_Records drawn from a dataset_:
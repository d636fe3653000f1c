//! ANSI color escapes for serial terminals.
//!
//! Escapes have the form `ESC [ <code> m`. Foreground codes:
//!
//! | Color   | Normal | Bright |
//! |---------|--------|--------|
//! | Black   | 30     | 90     |
//! | Red     | 31     | 91     |
//! | Green   | 32     | 92     |
//! | Yellow  | 33     | 93     |
//! | Blue    | 34     | 94     |
//! | Magenta | 35     | 95     |
//! | Cyan    | 36     | 96     |
//! | White   | 37     | 97     |
//!
//! Every emitted line starts with the escape of its category, so a line never
//! inherits the color of the previous one.

// =============================================================================
// Escape Sequences
// =============================================================================

pub const RED: &str = "\x1b[31m";
pub const GREEN: &str = "\x1b[32m";
pub const YELLOW: &str = "\x1b[33m";
pub const BRIGHT_RED: &str = "\x1b[91m";
pub const BRIGHT_GREEN: &str = "\x1b[92m";
pub const BRIGHT_YELLOW: &str = "\x1b[93m";
pub const BRIGHT_MAGENTA: &str = "\x1b[95m";
pub const BRIGHT_CYAN: &str = "\x1b[96m";
pub const BRIGHT_WHITE: &str = "\x1b[97m";

/// Erase the visible screen.
pub const CLEAR_SCREEN: &str = "\x1b[2J";

/// Erase the terminal scrollback.
pub const CLEAR_SCROLLBACK: &str = "\x1b[3J";

// =============================================================================
// Palette
// =============================================================================

/// One of the three configurable color categories.
#[derive(Clone, Copy, PartialEq, Eq, Debug)]
#[cfg_attr(feature = "defmt", derive(defmt::Format))]
pub enum ColorSlot {
    /// Plain `display` output
    Default,
    /// `warning` output
    Warning,
    /// `my_error` output
    Error,
}

/// Escape strings used for each category.
#[derive(Clone, Copy, PartialEq, Eq, Debug)]
pub struct Palette {
    pub default: &'static str,
    pub warning: &'static str,
    pub error: &'static str,
}

impl Palette {
    /// Colors used on small AVR boards.
    pub const ARDUINO: Self = Self {
        default: BRIGHT_CYAN,
        warning: BRIGHT_YELLOW,
        error: BRIGHT_MAGENTA,
    };

    /// Colors used on Teensy, ESP32 and RP2350 class boards.
    pub const PREEMPTIVE: Self = Self {
        default: BRIGHT_GREEN,
        warning: BRIGHT_YELLOW,
        error: BRIGHT_RED,
    };

    /// Escape for a category.
    pub const fn get(&self, slot: ColorSlot) -> &'static str {
        match slot {
            ColorSlot::Default => self.default,
            ColorSlot::Warning => self.warning,
            ColorSlot::Error => self.error,
        }
    }

    /// Return a copy with one category replaced.
    #[must_use]
    pub const fn with(mut self, slot: ColorSlot, escape: &'static str) -> Self {
        match slot {
            ColorSlot::Default => self.default = escape,
            ColorSlot::Warning => self.warning = escape,
            ColorSlot::Error => self.error = escape,
        }
        self
    }
}

impl Default for Palette {
    fn default() -> Self { Self::PREEMPTIVE }
}

// =============================================================================
// Tests
// =============================================================================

_WHAT YOU SHOULD DO_:
Report every line of the entries that carries the word "category".

_WRITTEN ANSWER_:
//! Every emitted line starts with the escape of its category, so a line never
/// Escape strings used for each category.
    /// Escape for a category.
    /// Return a copy with one category replaced.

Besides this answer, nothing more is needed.